▸ **Exercise brief**: Look through the lines below and extract any with the word "CapturingSender".

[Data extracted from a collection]
○ ○ ○ ○ ○

impl FromRequestParts<AppState> for AuthUser {
    type Rejection = ApiError;

    async fn from_request_parts(parts: &mut Parts, state: &AppState) -> Result<Self, Self::Rejection> {
        let auth_header = parts
            .headers
            .get(header::AUTHORIZATION)
            .ok_or_else(|| ApiError::unauthorized("Missing Authorization header"))?
            .to_str()
            .map_err(|_| ApiError::unauthorized("Invalid Authorization header"))?;

        let token = extract_bearer_token(auth_header)
            .ok_or_else(|| ApiError::unauthorized("Expected a Bearer token"))?;

        let claims = state.jwt.validate(token)?;

        Ok(AuthUser {
            staff_id: claims.sub,
            phone: claims.phone,
            role: claims.role,
        })
    }
}

#[cfg(test)]
mod tests {
    use super::*;
    use billbook_db::{Database, DbConfig};

    /// Remembers the last code so tests can sign in.
    #[derive(Default)]
    struct CapturingSender {
        last: std::sync::Mutex<Option<(String, String)>>,
    }

    #[async_trait]
    impl CodeSender for CapturingSender {
        async fn send(&self, phone: &str, code: &str) -> Result<(), ApiError> {
            *self.last.lock().unwrap() = Some((phone.to_string(), code.to_string()));
            Ok(())
        }
    }

    impl CapturingSender {
        fn code(&self) -> String {
            self.last.lock().unwrap().clone().unwrap().1
        }
    }

    fn staff(phone: &str, role: Role) -> StaffMember {
        StaffMember {
            id: Uuid::new_v4().to_string(),
            name: "Meera".to_string(),
            phone: phone.to_string(),
            role,
            is_active: true,
            created_at: Utc::now(),
        }
    }

    async fn setup(lifetime_secs: i64, attempts: u32) -> (Authenticator, Arc<CapturingSender>) {
        let db = Database::new(DbConfig::in_memory()).await.unwrap();
        db.staff().insert(&staff("9876500000", Role::Sales)).await.unwrap();

        let sender = Arc::new(CapturingSender::default());
        let auth = Authenticator::new(
            db.staff(),
            Arc::new(JwtManager::new("test-secret", 3600)),
            sender.clone(),
            lifetime_secs,
            attempts,
        );
        (auth, sender)
    }

    #[test]
    fn test_jwt_roundtrip() {
        let manager = JwtManager::new("test-secret", 3600);
        let member = staff("9876500000", Role::Manager);

        let token = manager.issue(&member).unwrap();
        let claims = manager.validate(&token.access_token).unwrap();

        assert_eq!(claims.sub, member.id);
        assert_eq!(claims.role, Role::Manager);
        assert_eq!(claims.exp - claims.iat, 3600);
    }

    #[test]
    fn test_jwt_rejects_expired_and_foreign_tokens() {
        let expired = JwtManager::new("test-secret", -600);
        let token = expired.issue(&staff("9876500000", Role::Admin)).unwrap();
        assert!(JwtManager::new("test-secret", 3600)
            .validate(&token.access_token)
            .is_err());

        let other = JwtManager::new("other-secret", 3600);
        let token = other.issue(&staff("9876500000", Role::Admin)).unwrap();
        let err = JwtManager::new("test-secret", 3600)
            .validate(&token.access_token)
            .unwrap_err();
        assert_eq!(err.code, ErrorCode::Unauthorized);
    }

    #[test]
    fn test_extract_bearer_token() {
        assert_eq!(extract_bearer_token("Bearer abc"), Some("abc"));
        assert_eq!(extract_bearer_token("Bearer "), None);
        assert_eq!(extract_bearer_token("Basic abc"), None);
    }

    #[tokio::test]
    async fn test_code_hash_roundtrip() {
        let code = generate_code();
        assert_eq!(code.len(), 6);
        let hash = hash_code(code.clone()).await.unwrap();
        assert!(!hash.contains(&code));
        assert!(verify_code(code, hash.clone()).await.unwrap());
        assert!(!verify_code("000000".to_string(), hash.clone()).await.unwrap());
        assert!(!verify_code("123456".to_string(), "not-a-hash".to_string()).await.unwrap());
    }

    #[tokio::test]
    async fn test_challenge_verify_signs_in() {
        let (auth, sender) = setup(300, 5).await;

        let ticket = auth.issue_challenge("+91 98765 00000").await.unwrap();
        let session = auth.verify(&ticket.challenge_id, &sender.code()).await.unwrap();

        assert_eq!(session.staff.role, Role::Sales);
        assert_eq!(session.token_type, "Bearer");

        // Single use
        let err = auth
            .verify(&ticket.challenge_id, &sender.code())
            .await
            .unwrap_err();
        assert_eq!(err.code, ErrorCode::Unauthorized);
    }

    #[tokio::test]
    async fn test_wrong_codes_burn_challenge() {
        let (auth, sender) = setup(300, 2).await;
        let ticket = auth.issue_challenge("9876500000").await.unwrap();
        let right = sender.code();
        let wrong = if right == "123456" { "654321" } else { "123456" };

        let err = auth.verify(&ticket.challenge_id, wrong).await.unwrap_err();
        assert_eq!(err.code, ErrorCode::Unauthorized);

        let err = auth.verify(&ticket.challenge_id, wrong).await.unwrap_err();
        assert_eq!(err.code, ErrorCode::TooManyAttempts);

        // The right code no longer helps
        assert!(auth.verify(&ticket.challenge_id, &right).await.is_err());
        assert_eq!(auth.pending().await, 0);
    }

    #[tokio::test]
    async fn test_expired_challenge_rejected() {
        let (auth, sender) = setup(-1, 5).await;
        let ticket = auth.issue_challenge("9876500000").await.unwrap();

        let err = auth.verify(&ticket.challenge_id, &sender.code()).await.unwrap_err();
        assert_eq!(err.code, ErrorCode::Unauthorized);
    }

    #[tokio::test]
    async fn test_unknown_phone_gets_ticket_but_no_code() {
        let (auth, sender) = setup(300, 5).await;

        let ticket = auth.issue_challenge("9123456789").await.unwrap();
        assert!(sender.last.lock().unwrap().is_none());
        assert!(auth.verify(&ticket.challenge_id, "123456").await.is_err());

        assert!(auth.issue_challenge("12345").await.is_err());
    }
}
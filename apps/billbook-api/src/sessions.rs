//! # Billing Sessions
//!
//! Open carts live in memory, one per till session, keyed by cart id.
//! Each cart sits behind its own mutex so two requests on the same session
//! apply one after the other, while different sessions never wait on each
//! other.
//!
//! ```text
//! SessionRegistry
//!   RwLock<HashMap<id, Arc<Mutex<Cart>>>>
//!        │
//!        ├── open()    ──► new Cart
//!        ├── lock(id)  ──► guard on a cart that is still registered
//!        ├── insert()  ◄── resumed held cart
//!        └── remove()  ◄── hold / checkout / discard
//! ```
//!
//! Hold and checkout remove the session while they still hold the cart's
//! lock. A request queued behind them finds the entry gone once it gets the
//! lock, and fails with NotFound instead of touching a closed cart.

use std::collections::HashMap;
use std::sync::Arc;

use billbook_core::Cart;
use tokio::sync::{Mutex, OwnedMutexGuard, RwLock};
use tracing::debug;

use crate::error::ApiError;

pub type SharedCart = Arc<Mutex<Cart>>;

#[derive(Default)]
pub struct SessionRegistry {
    sessions: RwLock<HashMap<String, SharedCart>>,
}

impl SessionRegistry {
    pub fn new() -> Self {
        Self::default()
    }

    /// Starts a session with an empty cart.
    pub async fn open(&self) -> (String, SharedCart) {
        self.insert(Cart::new()).await
    }

    /// Registers an existing cart under its own id.
    pub async fn insert(&self, cart: Cart) -> (String, SharedCart) {
        let id = cart.id.clone();
        let shared = Arc::new(Mutex::new(cart));
        self.sessions
            .write()
            .await
            .insert(id.clone(), shared.clone());
        debug!(session_id = %id, "Session opened");
        (id, shared)
    }

    pub async fn get(&self, id: &str) -> Result<SharedCart, ApiError> {
        self.sessions
            .read()
            .await
            .get(id)
            .cloned()
            .ok_or_else(|| ApiError::not_found("Session", id))
    }

    /// Locks a session's cart.
    ///
    /// The registry is checked again after the lock is acquired, so a cart
    /// closed by the previous lock holder is reported as NotFound.
    pub async fn lock(&self, id: &str) -> Result<OwnedMutexGuard<Cart>, ApiError> {
        let shared = self.get(id).await?;
        let guard = shared.clone().lock_owned().await;

        let current = self.sessions.read().await.get(id).cloned();
        match current {
            Some(entry) if Arc::ptr_eq(&entry, &shared) => Ok(guard),
            _ => {
                debug!(session_id = %id, "Session closed while waiting for its cart");
                Err(ApiError::not_found("Session", id))
            }
        }
    }

    pub async fn remove(&self, id: &str) -> Option<SharedCart> {
        let removed = self.sessions.write().await.remove(id);
        if removed.is_some() {
            debug!(session_id = %id, "Session closed");
        }
        removed
    }

    pub async fn len(&self) -> usize {
        self.sessions.read().await.len()
    }
}
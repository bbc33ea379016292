//! # Customer Routes
//!
//! ```text
//! GET  /customers?limit=&phone=   list, or look up one phone
//! POST /customers                 create (optional opening points)
//! GET  /customers/{id}
//! PUT  /customers/{id}            profile only; points move at checkout
//! ```

use axum::extract::{Path, Query, State};
use axum::http::StatusCode;
use axum::routing::get;
use axum::{Json, Router};
use chrono::Utc;
use serde::Deserialize;
use tracing::{debug, info};
use uuid::Uuid;

use billbook_core::parse::{parse_points, NumericInput};
use billbook_core::validation::{normalize_phone, validate_email, validate_name, validate_state_code};
use billbook_core::{Capability, Customer};

use crate::auth::AuthUser;
use crate::error::ApiError;
use crate::routes::page_size;
use crate::routes::products::non_empty;
use crate::AppState;

pub fn routes() -> Router<AppState> {
    Router::new()
        .route("/customers", get(list).post(create))
        .route("/customers/{id}", get(get_customer).put(update))
}

#[derive(Debug, Deserialize)]
pub struct ListParams {
    pub limit: Option<u32>,
    pub phone: Option<String>,
}

#[derive(Debug, Deserialize)]
#[serde(rename_all = "camelCase")]
pub struct CustomerInput {
    pub name: String,
    pub phone: String,
    pub email: Option<String>,
    pub state_code: Option<String>,
    pub gstin: Option<String>,
    /// Opening balance, honored on create only.
    pub loyalty_points: Option<NumericInput>,
}

struct CustomerFields {
    name: String,
    phone: String,
    email: Option<String>,
    state_code: Option<String>,
    gstin: Option<String>,
    loyalty_points: i64,
}

impl CustomerInput {
    fn validate(self) -> Result<CustomerFields, ApiError> {
        validate_name("name", &self.name)?;
        let phone = normalize_phone(&self.phone)?;

        let email = non_empty(self.email);
        if let Some(email) = &email {
            validate_email(email)?;
        }

        let state_code = non_empty(self.state_code);
        if let Some(code) = &state_code {
            validate_state_code(code)?;
        }

        let gstin = non_empty(self.gstin).map(|g| g.to_ascii_uppercase());
        if let Some(gstin) = &gstin {
            if gstin.len() != 15 || !gstin.chars().all(|c| c.is_ascii_alphanumeric()) {
                return Err(ApiError::validation("gstin must be 15 letters or digits"));
            }
        }

        let loyalty_points = match &self.loyalty_points {
            Some(points) => parse_points(&points.as_text())?,
            None => 0,
        };

        Ok(CustomerFields {
            name: self.name.trim().to_string(),
            phone,
            email,
            state_code,
            gstin,
            loyalty_points,
        })
    }
}

async fn list(
    State(state): State<AppState>,
    user: AuthUser,
    Query(params): Query<ListParams>,
) -> Result<Json<Vec<Customer>>, ApiError> {
    user.require(Capability::ManageCustomers)?;

    if let Some(phone) = params.phone.as_deref() {
        let phone = normalize_phone(phone)?;
        debug!(phone = %phone, "find_customer request");
        let found = state.customers.find_by_phone(&phone).await?;
        return Ok(Json(found.into_iter().collect()));
    }

    let limit = page_size(params.limit, 50);
    Ok(Json(state.customers.list(limit).await?))
}

async fn get_customer(
    State(state): State<AppState>,
    user: AuthUser,
    Path(id): Path<String>,
) -> Result<Json<Customer>, ApiError> {
    user.require(Capability::ManageCustomers)?;
    Ok(Json(state.customers.get(&id).await?))
}

async fn create(
    State(state): State<AppState>,
    user: AuthUser,
    Json(body): Json<CustomerInput>,
) -> Result<(StatusCode, Json<Customer>), ApiError> {
    user.require(Capability::ManageCustomers)?;
    let fields = body.validate()?;

    let now = Utc::now();
    let customer = Customer {
        id: Uuid::new_v4().to_string(),
        name: fields.name,
        phone: fields.phone,
        email: fields.email,
        state_code: fields.state_code,
        gstin: fields.gstin,
        loyalty_points: fields.loyalty_points,
        created_at: now,
        updated_at: now,
    };

    state.customers.insert(&customer).await?;
    info!(customer_id = %customer.id, by = %user.staff_id, "Customer created");

    Ok((StatusCode::CREATED, Json(customer)))
}

async fn update(
    State(state): State<AppState>,
    user: AuthUser,
    Path(id): Path<String>,
    Json(body): Json<CustomerInput>,
) -> Result<Json<Customer>, ApiError> {
    user.require(Capability::ManageCustomers)?;
    let fields = body.validate()?;

    let mut customer = state.customers.get(&id).await?;
    customer.name = fields.name;
    customer.phone = fields.phone;
    customer.email = fields.email;
    customer.state_code = fields.state_code;
    customer.gstin = fields.gstin;

    state.customers.update(&customer).await?;
    info!(customer_id = %customer.id, by = %user.staff_id, "Customer updated");

    // Re-read for the stamped updated_at
    Ok(Json(state.customers.get(&id).await?))
}
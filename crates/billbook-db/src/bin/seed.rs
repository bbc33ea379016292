//! # Seed Data Generator
//!
//! Populates a development database with a small salon catalog, an admin
//! who can sign in, and a few loyalty customers.
//!
//! ## Usage
//! ```bash
//! # Seed ./billbook_dev.db with the default admin phone
//! cargo run -p billbook-db --bin seed
//!
//! # Specify database path and admin phone
//! cargo run -p billbook-db --bin seed -- --db ./data/billbook.db --admin-phone 9876500000
//! ```
//!
//! ## Generated Catalog
//! Each service is generated in every tier listed in `TIERS`:
//! - Hair (cuts, colour, spa)
//! - Skin (facials, clean-ups)
//! - Nails (manicure, pedicure)
//! - Retail (shampoo, serum, combs) at the goods slabs
//!
//! Services carry SAC 9997 at 18%; retail goods carry their HSN and slab.

use billbook_core::validation::normalize_phone;
use billbook_core::{Customer, Product, Role, StaffMember, TaxRate};
use billbook_db::{Database, DbConfig};
use chrono::Utc;
use std::env;
use uuid::Uuid;

/// (sku prefix, category, HSN/SAC, tax slab, [(name, base price in rupees)])
type CategorySeed = (&'static str, &'static str, &'static str, TaxRate, &'static [(&'static str, i64)]);

const CATEGORIES: &[CategorySeed] = &[
    (
        "HAIR",
        "Hair",
        "999721",
        TaxRate::GST_18,
        &[
            ("Haircut", 300),
            ("Kids Haircut", 200),
            ("Beard Trim", 150),
            ("Hair Wash & Blow Dry", 400),
            ("Hair Colour Global", 1500),
            ("Hair Colour Roots", 900),
            ("Highlights", 2500),
            ("Hair Spa", 1200),
            ("Keratin Treatment", 4500),
            ("Head Massage", 400),
        ],
    ),
    (
        "SKIN",
        "Skin",
        "999722",
        TaxRate::GST_18,
        &[
            ("Clean-up", 700),
            ("Fruit Facial", 1200),
            ("Gold Facial", 2200),
            ("De-tan Pack", 600),
            ("Threading Eyebrows", 60),
            ("Threading Upper Lip", 40),
            ("Full Arms Waxing", 500),
            ("Full Legs Waxing", 700),
        ],
    ),
    (
        "NAIL",
        "Nails",
        "999722",
        TaxRate::GST_18,
        &[
            ("Manicure", 500),
            ("Pedicure", 700),
            ("Gel Polish", 900),
            ("Nail Art (per nail)", 100),
        ],
    ),
    (
        "RTL",
        "Retail",
        "3305",
        TaxRate::GST_18,
        &[
            ("Shampoo 200ml", 450),
            ("Conditioner 200ml", 480),
            ("Hair Serum 100ml", 650),
            ("Hair Oil 200ml", 250),
        ],
    ),
    (
        "ACC",
        "Accessories",
        "9615",
        TaxRate::GST_12,
        &[("Wide Tooth Comb", 120), ("Hair Clips (6 pcs)", 90), ("Scrunchie", 60)],
    ),
    (
        "HEN",
        "Retail",
        "1404",
        TaxRate::GST_5,
        &[("Henna Powder 100g", 80)],
    ),
];

/// Service tiers and the percentage they add to the base price
const TIERS: &[(&str, i64)] = &[("", 0), ("Senior Stylist", 30), ("Creative Director", 60)];

/// (name, phone, GST state code, opening points)
const CUSTOMERS: &[(&str, &str, &str, i64)] = &[
    ("Asha Rao", "9845012345", "29", 250),
    ("Vikram Shetty", "9845098765", "29", 40),
    ("Priya Kulkarni", "9820011223", "27", 120),
    ("Nikhil Menon", "9447055667", "32", 0),
];

#[tokio::main]
async fn main() -> Result<(), Box<dyn std::error::Error>> {
    let args: Vec<String> = env::args().collect();

    let mut db_path = String::from("./billbook_dev.db");
    let mut admin_phone = String::from("9876500000");

    let mut i = 1;
    while i < args.len() {
        match args[i].as_str() {
            "--db" | "-d" => {
                if i + 1 < args.len() {
                    db_path = args[i + 1].clone();
                    i += 1;
                }
            }
            "--admin-phone" | "-p" => {
                if i + 1 < args.len() {
                    admin_phone = args[i + 1].clone();
                    i += 1;
                }
            }
            "--help" | "-h" => {
                println!("Billbook Seed Data Generator");
                println!();
                println!("Usage: seed [OPTIONS]");
                println!();
                println!("Options:");
                println!("  -d, --db <PATH>            Database file path (default: ./billbook_dev.db)");
                println!("  -p, --admin-phone <PHONE>  Phone of the seeded admin (default: 9876500000)");
                println!("  -h, --help                 Show this help message");
                return Ok(());
            }
            _ => {}
        }
        i += 1;
    }

    let admin_phone = normalize_phone(&admin_phone)?;

    println!("🌱 Billbook Seed Data Generator");
    println!("===============================");
    println!("Database: {}", db_path);
    println!();

    let db = Database::new(DbConfig::new(&db_path)).await?;

    println!("✓ Connected to database");
    println!("✓ Migrations applied");

    let existing = db.products().count().await?;
    if existing > 0 {
        println!("⚠ Database already has {} products", existing);
        println!("  Skipping seed to avoid duplicates.");
        println!("  Delete the database file to regenerate.");
        return Ok(());
    }

    // Catalog
    println!();
    println!("Generating catalog...");

    let start = std::time::Instant::now();
    let mut generated = 0;

    for (prefix, category, hsn, rate, items) in CATEGORIES {
        for (item_idx, (name, base_rupees)) in items.iter().enumerate() {
            // Goods are not tiered
            let tiers = if *rate == TaxRate::GST_18 && *prefix != "RTL" {
                TIERS
            } else {
                &TIERS[..1]
            };

            for (tier_idx, (tier, markup_pct)) in tiers.iter().enumerate() {
                let product = generate_product(
                    &format!("{}-{:02}{}", prefix, item_idx + 1, tier_idx),
                    name,
                    tier,
                    category,
                    hsn,
                    *rate,
                    base_rupees * (100 + markup_pct),
                );

                if let Err(e) = db.products().insert(&product).await {
                    eprintln!("Failed to insert {}: {}", product.sku, e);
                    continue;
                }
                generated += 1;
            }
        }
    }

    println!("✓ Generated {} products in {:?}", generated, start.elapsed());

    // Staff
    let admin = StaffMember {
        id: Uuid::new_v4().to_string(),
        name: "Store Admin".to_string(),
        phone: admin_phone.clone(),
        role: Role::Admin,
        is_active: true,
        created_at: Utc::now(),
    };
    db.staff().insert(&admin).await?;
    println!("✓ Admin staff member: {}", admin_phone);

    // Customers
    for (name, phone, state, points) in CUSTOMERS {
        let now = Utc::now();
        let customer = Customer {
            id: Uuid::new_v4().to_string(),
            name: name.to_string(),
            phone: phone.to_string(),
            email: None,
            state_code: Some(state.to_string()),
            gstin: None,
            loyalty_points: *points,
            created_at: now,
            updated_at: now,
        };
        if let Err(e) = db.customers().insert(&customer).await {
            eprintln!("Failed to insert customer {}: {}", name, e);
        }
    }
    println!("✓ {} loyalty customers", CUSTOMERS.len());

    // Verify FTS
    println!();
    println!("Verifying FTS index...");
    let search_results = db.products().search("hair col", 10).await?;
    println!("  Search 'hair col': {} results", search_results.len());

    let search_results = db.products().search("NAIL", 10).await?;
    println!("  Search 'NAIL': {} results", search_results.len());

    println!();
    println!("✓ Seed complete!");

    Ok(())
}

/// Builds one catalog entry. `price_paise` is already tier-adjusted
/// (rupees × percent = paise).
fn generate_product(
    sku: &str,
    name: &str,
    tier: &str,
    category: &str,
    hsn: &str,
    rate: TaxRate,
    price_paise: i64,
) -> Product {
    let now = Utc::now();

    let full_name = if tier.is_empty() {
        name.to_string()
    } else {
        format!("{} ({})", name, tier)
    };

    Product {
        id: Uuid::new_v4().to_string(),
        sku: sku.to_string(),
        name: full_name,
        category: Some(category.to_string()),
        hsn_code: Some(hsn.to_string()),
        price_paise,
        tax_rate_bps: rate.bps(),
        is_active: true,
        created_at: now,
        updated_at: now,
    }
}
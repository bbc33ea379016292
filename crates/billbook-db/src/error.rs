//! # Database Error Types
//!
//! Error types for database operations.
//!
//! ## Error Flow
//! ```text
//! ┌─────────────────────────────────────────────────────────────────────────┐
//! │                    Error Propagation                                    │
//! │                                                                         │
//! │  SQLite Error (sqlx::Error)                                            │
//! │       │                                                                 │
//! │       ▼                                                                 │
//! │  DbError (this module) ← Adds context and categorization               │
//! │       │                                                                 │
//! │       ▼                                                                 │
//! │  RepoError (billbook-core ports) ← NotFound / Conflict / Storage       │
//! │       │                                                                 │
//! │       ▼                                                                 │
//! │  ApiError (billbook-api) ← Serialized for HTTP clients                 │
//! │                                                                         │
//! └─────────────────────────────────────────────────────────────────────────┘
//! ```

use billbook_core::RepoError;
use thiserror::Error;

/// Errors from the SQLite repositories.
#[derive(Debug, Error)]
pub enum DbError {
    /// Entity not found in database.
    ///
    /// ## When This Occurs
    /// - `fetch_one` returns no rows
    /// - ID doesn't exist
    #[error("{entity} not found: {id}")]
    NotFound { entity: String, id: String },

    /// Unique constraint violation.
    ///
    /// ## When This Occurs
    /// - Inserting duplicate SKU
    /// - Second customer with the same phone
    /// - Any UNIQUE index violation
    #[error("Duplicate {field}: '{value}' already exists")]
    UniqueViolation { field: String, value: String },

    /// Foreign key constraint violation.
    ///
    /// ## When This Occurs
    /// - Invoice referencing a customer that does not exist
    #[error("Foreign key violation: {message}")]
    ForeignKeyViolation { message: String },

    /// The customer's balance no longer covers the redemption.
    ///
    /// ## When This Occurs
    /// ```text
    /// Session A: attach customer (100 pts) ── redeem 80 ── checkout ✓
    /// Session B: attach customer (100 pts) ── redeem 80 ── checkout ✗
    ///                                                   (only 20 left)
    /// ```
    #[error("Customer {customer_id} has insufficient loyalty points: requested {requested}")]
    InsufficientPoints { customer_id: String, requested: i64 },

    /// The database file could not be opened or the pool is closed.
    #[error("Connection failed: {0}")]
    ConnectionFailed(String),

    /// Migration failed.
    #[error("Migration failed: {0}")]
    MigrationFailed(String),

    /// Any other constraint or SQL failure.
    #[error("Query failed: {0}")]
    QueryFailed(String),

    /// A stored JSON payload or enum column could not be decoded.
    #[error("Serialization failed: {0}")]
    Serialization(String),

    /// Every pooled connection stayed busy past the acquire timeout.
    #[error("Connection pool exhausted")]
    PoolExhausted,

    #[error("Internal database error: {0}")]
    Internal(String),
}

impl DbError {
    /// Creates a NotFound error for a given entity type and ID.
    pub fn not_found(entity: impl Into<String>, id: impl Into<String>) -> Self {
        DbError::NotFound {
            entity: entity.into(),
            id: id.into(),
        }
    }

    /// Creates a UniqueViolation error.
    pub fn duplicate(field: impl Into<String>, value: impl Into<String>) -> Self {
        DbError::UniqueViolation {
            field: field.into(),
            value: value.into(),
        }
    }
}

/// Classifies sqlx errors.
///
/// ```text
/// RowNotFound                   → NotFound
/// Database (UNIQUE)             → UniqueViolation  (field = "table.column")
/// Database (FOREIGN KEY)        → ForeignKeyViolation
/// PoolTimedOut / PoolClosed     → PoolExhausted / ConnectionFailed
/// ColumnDecode / Decode         → Serialization
/// ```
///
/// Repositories replace the `"unknown"` placeholders with the offending
/// value when they know it.
impl From<sqlx::Error> for DbError {
    fn from(err: sqlx::Error) -> Self {
        use sqlx::error::ErrorKind;

        match err {
            sqlx::Error::RowNotFound => DbError::not_found("Record", "unknown"),

            sqlx::Error::Database(db_err) => {
                let message = db_err.message();
                match db_err.kind() {
                    ErrorKind::UniqueViolation => unique_violation(message),
                    ErrorKind::ForeignKeyViolation => DbError::ForeignKeyViolation {
                        message: message.to_string(),
                    },
                    // Builds without extended result codes only carry the text
                    _ if message.starts_with("UNIQUE constraint failed") => unique_violation(message),
                    _ if message.starts_with("FOREIGN KEY constraint failed") => {
                        DbError::ForeignKeyViolation {
                            message: message.to_string(),
                        }
                    }
                    _ => DbError::QueryFailed(message.to_string()),
                }
            }

            sqlx::Error::PoolTimedOut => DbError::PoolExhausted,
            sqlx::Error::PoolClosed => DbError::ConnectionFailed("pool is closed".to_string()),

            sqlx::Error::ColumnDecode { .. } | sqlx::Error::Decode(_) => {
                DbError::Serialization(err.to_string())
            }

            other => DbError::Internal(other.to_string()),
        }
    }
}

/// SQLite reports `UNIQUE constraint failed: products.sku`.
fn unique_violation(message: &str) -> DbError {
    let field = message.rsplit(": ").next().unwrap_or("unknown");
    DbError::duplicate(field, "unknown")
}

impl From<sqlx::migrate::MigrateError> for DbError {
    fn from(err: sqlx::migrate::MigrateError) -> Self {
        DbError::MigrationFailed(err.to_string())
    }
}

impl From<serde_json::Error> for DbError {
    fn from(err: serde_json::Error) -> Self {
        DbError::Serialization(err.to_string())
    }
}

/// Folds database errors into the port error type.
///
/// ```text
/// NotFound                               → RepoError::NotFound
/// UniqueViolation / ForeignKeyViolation  → RepoError::Conflict
/// InsufficientPoints                     → RepoError::Conflict
/// everything else                        → RepoError::Storage
/// ```
impl From<DbError> for RepoError {
    fn from(err: DbError) -> Self {
        match err {
            DbError::NotFound { entity, id } => RepoError::NotFound { entity, id },
            DbError::UniqueViolation { .. }
            | DbError::ForeignKeyViolation { .. }
            | DbError::InsufficientPoints { .. } => RepoError::Conflict(err.to_string()),
            other => RepoError::Storage(other.to_string()),
        }
    }
}

/// Result type for database operations.
pub type DbResult<T> = Result<T, DbError>;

○ ○ ○ ○ ○

▸ **Written reply**:
    struct CapturingSender {
    impl CodeSender for CapturingSender {
    impl CapturingSender {
    async fn setup(lifetime_secs: i64, attempts: u32) -> (Authenticator, Arc<CapturingSender>) {
        let sender = Arc::new(CapturingSender::default());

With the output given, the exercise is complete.